A study by British researchers testing a new and more accurate method of gauging coffee quality examined coffee on sale at shops and supermarkets.
They found that a tenth of high-qual- ity products labelled “100 per cent arabica” contained significant levels of inferior and cheaper robusta beans. Arabica coffee trades at twice the price because of its superior taste.
Finding rogue robusta, which has a more bitter taste, in a sample labelled arabica is not easy, especially after grinding and roasting. The standard technique detects the fingerprint chemical 16-OMC, which is only found in robusta coffee, but the process is costly and takes three days, making large-scale surveillance impractical.
The new method takes just 30 minutes and is sensitive enough to detect 1 per cent robusta in a blended coffee.
Dr Kate Kemsley, the lead scientist from the Quadram Institute, formerly the Institute of Food Research, said: “This is an important milestone for detecting fraud in coffee, as 1 per cent is the generally accepted cut-off between trace contamination, which might be accidental, and more deliberate adulteration for economic gain.”
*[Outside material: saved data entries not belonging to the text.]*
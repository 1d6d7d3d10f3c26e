//! # Core Directory
//!
//! The canonical directory: deduplicated identities, devices, external
//! accounts, the activity trail, configured connections and sync run history,
//! persisted in SQLite.
//!
//! The correlation engine and the sync orchestrator only see the
//! [`DirectoryStore`] trait; [`SqliteDirectoryStore`] is the shipped implementation.

pub mod db;
pub mod error;
pub mod models;
pub mod repositories;

pub use db::{create_pool, create_test_pool, DatabaseConfig};
pub use error::{DirectoryError, Result};
pub use models::{
    ActivityRecord, ApiConnectionConfig, CanonicalIdentity, ConnectionStatus, Device,
    DeviceStatus, ExternalAccount, IdentityStatus, ProviderKind, RateLimitWindow, SyncKind,
    SyncRunRecord, SyncRunStatus, DEFAULT_RATE_LIMIT_REQUESTS,
};
pub use repositories::{
    AccountRepository, ActivityRepository, ConnectionCounts, ConnectionRepository,
    DeviceRepository, DirectoryStore, IdentityFilter, IdentityRepository,
    IdentityResourceSummary, SqliteDirectoryStore, SyncRunRepository,
};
For the study, 60 different coffee samples were purchased around the world, including 22 from the UK. All were tested for 16-OMC using the new nuclear magnetic resonance technique, which employs radio waves and strong magnetic fields to obtain detailed information about a substance’s molecular composition. “It was immediately obvious using our test that there were several suspicious samples, producing results that were consistent with the presence of substantial amounts of robusta – far more than would be expected through unavoidable contamination,” said Dr Kemsley.
Two of the samples flagged as “suspicious” were bought in the UK. One contained 1.6 per cent robusta and the other 21.7 per cent. Other UK samples had notable levels of 16-OMC but fell below the “suspicious” threshold.
Suspicious samples were also purchased from the US, Italy, France and Estonia. One US sample was a third robusta, despite being labelled 100 per cent arabica.
The research, published in the journal Food Chemistry, was funded by the Biotechnology and Biological Sciences Research Council and had no support from the coffee industry.